I can now view my 49 entries and sort them in various ways: in addition to the default date order I can also sort by item type; lead author; co-authors and keywords. The view of my co-authors (illustrated) was of particular interest: I hadn’t realised that I had written papers with 55 others.
In comparison the interface provided on my institutional repository service does now seem quite dated. However this is perhaps not unexpected as according to the Wikipedia entry the ePrints software (which is widely used across the UK) was created way back in 2000.
Revisiting the question as to whether we need another service which provides access to research information I would say ‘yes’. Such developments can help drive innovation. In this case ePrints developers are in a position to see more modern approaches to the user interface.
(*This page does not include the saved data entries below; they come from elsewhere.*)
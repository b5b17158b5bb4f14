use std::sync::atomic::{AtomicU8, Ordering};
use std::sync::{Arc, Mutex};
use std::time::Duration;
use tokio::sync::watch;
use tokio::task::JoinHandle;
use vigil_alert::{AlertOrchestrator, LocationTracker};
use vigil_audio::{AmplitudeGate, AudioSource, RecordingWindow};
use vigil_core::Contact;
use vigil_detect::ClassificationAdapter;
use vigil_store::RecordStore;

const STATE_IDLE: u8 = 0;
const STATE_RUNNING: u8 = 1;

const STOP_GRACE: Duration = Duration::from_secs(1);

pub struct MonitorSettings {
    pub user_id: u64,
    pub record_seconds: u32,
    pub country_code: String,
}

/// The passive monitoring loop: pull chunks in capture order, gate on
/// amplitude, record and classify on trigger, raise the alert on a
/// distress verdict.
///
/// `start` while running and `stop` while idle are no-ops. `stop` blocks
/// (bounded) until the loop has quiesced; no capture, classification or
/// notification happens after it returns.
pub struct AudioMonitor {
    gate: AmplitudeGate,
    window: Arc<RecordingWindow>,
    adapter: Arc<ClassificationAdapter>,
    store: Arc<dyn RecordStore>,
    tracker: Arc<LocationTracker>,
    orchestrator: Arc<AlertOrchestrator>,
    settings: Arc<MonitorSettings>,
    state: Arc<AtomicU8>,
    stop_tx: Mutex<Option<watch::Sender<bool>>>,
    task: Mutex<Option<JoinHandle<()>>>,
}

impl AudioMonitor {
    pub fn new(
        gate: AmplitudeGate,
        window: Arc<RecordingWindow>,
        adapter: Arc<ClassificationAdapter>,
        store: Arc<dyn RecordStore>,
        tracker: Arc<LocationTracker>,
        orchestrator: Arc<AlertOrchestrator>,
        settings: MonitorSettings,
    ) -> Self {
        Self {
            gate,
            window,
            adapter,
            store,
            tracker,
            orchestrator,
            settings: Arc::new(settings),
            state: Arc::new(AtomicU8::new(STATE_IDLE)),
            stop_tx: Mutex::new(None),
            task: Mutex::new(None),
        }
    }

    pub fn is_running(&self) -> bool {
        self.state.load(Ordering::SeqCst) == STATE_RUNNING
    }

    /// Idle → Running. A no-op while already running.
    pub fn start<S: AudioSource + 'static>(&self, source: S) {
        if self
            .state
            .compare_exchange(STATE_IDLE, STATE_RUNNING, Ordering::SeqCst, Ordering::SeqCst)
            .is_err()
        {
            tracing::debug!("audio monitoring already running");
            return;
        }

        let (stop_tx, stop_rx) = watch::channel(false);
        *self.stop_tx.lock().unwrap() = Some(stop_tx);

        let loop_ctx = MonitorLoop {
            gate: self.gate,
            window: Arc::clone(&self.window),
            adapter: Arc::clone(&self.adapter),
            store: Arc::clone(&self.store),
            tracker: Arc::clone(&self.tracker),
            orchestrator: Arc::clone(&self.orchestrator),
            settings: Arc::clone(&self.settings),
            state: Arc::clone(&self.state),
        };
        let handle = tokio::spawn(loop_ctx.run(source, stop_rx));
        *self.task.lock().unwrap() = Some(handle);
        tracing::info!(user_id = self.settings.user_id, "audio monitoring started");
    }

    /// Running → Idle. Blocks (bounded) until the loop has quiesced.
    /// A no-op while idle.
    pub async fn stop(&self) {
        if self
            .state
            .compare_exchange(STATE_RUNNING, STATE_IDLE, Ordering::SeqCst, Ordering::SeqCst)
            .is_err()
        {
            return;
        }

        if let Some(stop_tx) = self.stop_tx.lock().unwrap().take() {
            let _ = stop_tx.send(true);
        }
        let handle = self.task.lock().unwrap().take();
        if let Some(handle) = handle {
            if tokio::time::timeout(STOP_GRACE, handle).await.is_err() {
                tracing::warn!("audio monitoring loop did not quiesce in time");
            }
        }
        tracing::info!("audio monitoring stopped");
    }
}

struct MonitorLoop {
    gate: AmplitudeGate,
    window: Arc<RecordingWindow>,
    adapter: Arc<ClassificationAdapter>,
    store: Arc<dyn RecordStore>,
    tracker: Arc<LocationTracker>,
    orchestrator: Arc<AlertOrchestrator>,
    settings: Arc<MonitorSettings>,
    state: Arc<AtomicU8>,
}

impl MonitorLoop {
    async fn run<S: AudioSource>(self, mut source: S, mut stop_rx: watch::Receiver<bool>) {
        loop {
            if *stop_rx.borrow() {
                break;
            }
            let chunk = tokio::select! {
                changed = stop_rx.changed() => {
                    if changed.is_err() {
                        break;
                    }
                    continue;
                }
                chunk = source.next_chunk() => chunk,
            };
            let chunk = match chunk {
                Ok(chunk) => chunk,
                Err(e) => {
                    // Capture failures are fatal to this loop only.
                    tracing::error!("audio capture failed, monitoring stops: {e}");
                    self.state.store(STATE_IDLE, Ordering::SeqCst);
                    break;
                }
            };

            if !self.gate.should_trigger(&chunk) {
                continue;
            }

            if let Err(e) = self.handle_trigger(&mut source, &mut stop_rx).await {
                tracing::error!("audio capture failed, monitoring stops: {e}");
                self.state.store(STATE_IDLE, Ordering::SeqCst);
                break;
            }
        }
        tracing::debug!("audio monitoring loop ended");
    }

    async fn handle_trigger<S: AudioSource>(
        &self,
        source: &mut S,
        stop_rx: &mut watch::Receiver<bool>,
    ) -> Result<(), vigil_core::CaptureError> {
        let recorded = match self
            .window
            .capture(
                source,
                self.settings.record_seconds,
                0,
                "emergency",
                stop_rx,
            )
            .await?
        {
            Some(recorded) => recorded,
            None => return Ok(()),
        };

        match self.adapter.classify(&recorded.handle).await {
            Ok(verdict) if verdict.is_distress => {
                self.escalate().await;
            }
            Ok(verdict) => {
                tracing::debug!(score = verdict.raw_score, "no distress detected");
            }
            Err(e) => {
                // Failure, not a negative verdict; logged apart so the two
                // stay distinguishable downstream.
                tracing::warn!("classification failed, not escalating: {e}");
            }
        }
        Ok(())
    }

    async fn escalate(&self) {
        let guardians = match self.store.get_guardians(self.settings.user_id).await {
            Ok(guardians) => guardians,
            Err(e) => {
                tracing::error!("failed to load guardians: {e}");
                return;
            }
        };
        if guardians.is_empty() {
            tracing::warn!(user_id = self.settings.user_id, "no guardians registered");
            return;
        }

        let recipients: Vec<Contact> = guardians
            .iter()
            .map(|g| g.normalized(&self.settings.country_code))
            .collect();
        let location = self.tracker.poll_once().await;
        self.orchestrator.raise_alert(recipients, location).await;
    }
}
In addition the service describes itself as “Web 3.o ready application” by which they seem to mean that the service “connects researcher and research students anywhere in the world using an intelligent network”.
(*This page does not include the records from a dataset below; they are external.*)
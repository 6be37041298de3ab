//! OSRM MCP server binary.
//!
//! Loads configuration from the environment, sets up logging on stderr and
//! serves the routing tools on the configured transport.

use anyhow::{Context, Result};
use tracing::{Level, info};
use tracing_subscriber::{EnvFilter, fmt};

use osrm_mcp_server::core::{Config, McpServer, TransportService};

#[tokio::main]
async fn main() -> Result<()> {
    let config = Config::from_env();

    init_logging(&config.logging.level)?;

    info!("Starting {} v{}", config.server.name, config.server.version);
    info!(
        "Routing engine at {} (timeout {}s)",
        config.osrm.base_url, config.osrm.timeout_secs
    );

    let server = McpServer::new(config.clone()).context("failed to build MCP server")?;

    TransportService::new(config.transport).run(server).await?;

    info!("Server shutting down");

    Ok(())
}

/// Initialize the logging subsystem.
///
/// Logs are written to stderr; in STDIO mode stdout belongs to the protocol.
/// The HTTP client internals are capped at `warn` so per-call logs stay
/// readable at `debug`.
fn init_logging(level: &str) -> Result<()> {
    let level = match level.trim().to_lowercase().as_str() {
        "trace" => Level::TRACE,
        "debug" => Level::DEBUG,
        "warn" => Level::WARN,
        "error" => Level::ERROR,
        _ => Level::INFO,
    };

    let filter = EnvFilter::from_default_env()
        .add_directive(level.into())
        .add_directive("hyper_util=warn".parse()?)
        .add_directive("h2=warn".parse()?);

    fmt()
        .with_env_filter(filter)
        .with_target(true)
        .with_thread_ids(false)
        .with_file(false)
        .with_line_number(false)
        .with_writer(std::io::stderr)
        .init();

    Ok(())
}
I haven’t seem much evidence of Web 3.0 capabilities in the service, apart from being able to download details of my papers in FOAF format, but perhaps the “ready” word is providing a signal that such functionality is not yet available.
Things I Don’t Like
There are some typos on the data entry forms and some usability niggles, but nothing too significant – indeed after attending a recent Bathcamp Startup Night and hearing the suggestion that “If you’re not embarrassed about the launch version of your software then you released it too late” (a quote from the founder of LinkedIn) I welcome seeing this service before everything has been thoroughly checked.
The language used in the terms of service are somewhat worrying, however:
No Injunctive Relief.
In no event shall you seek or be entitled to rescission, injunctive or other equitable relief, or to enjoin or restrain the operation of the Service, exploitation of any advertising or other materials issued in connection therewith, or exploitation of the Services or any content or other material used or displayed through the Services.
It also seems that as a user of the service I undertake not to:
Duplicate, license, sublicense, publish, broadcast, transmit, distribute, perform, display, sell, rebrand, or otherwise transfer information found on iamResearcher (excluding content posted by you) except as permitted in this Agreement, iamResearcher’s developer terms and policies, or as expressly authorized by iamResearcher
Personally I have no problem with advertising being used to fund services where, as in this case, there are multiple providers of services. Indeed those who argue for openness of data should be willing to accept that data may be used for commercial purposes. However services which accept the opportunities provided by open data should accept that they should be providing similar conditions of usage.
The final concern that I have about the service is that currently it can only be accessed if you sign in. I feel this is counter-productive – indeed one person I mentioned this service to asked why he should bother. That’s a fair comment, I think. And seeing that the terms and conditions also state that users of the service are not allowed to:
Deep-link to the Site for any purpose, (i.e. including a link to a iamResearcher web page other than iamResearcher’s home page) unless expressly authorized in writing by iamResearcher or for the purpose of promoting your profile or a Group on iamResearcher as set forth in the Brand Guidelines;
I now wonder what benefits this service can provide to the research community. Developers of other repository services, however, should be able to learn from the technological enhancements the service provides, even if the business model is questionable.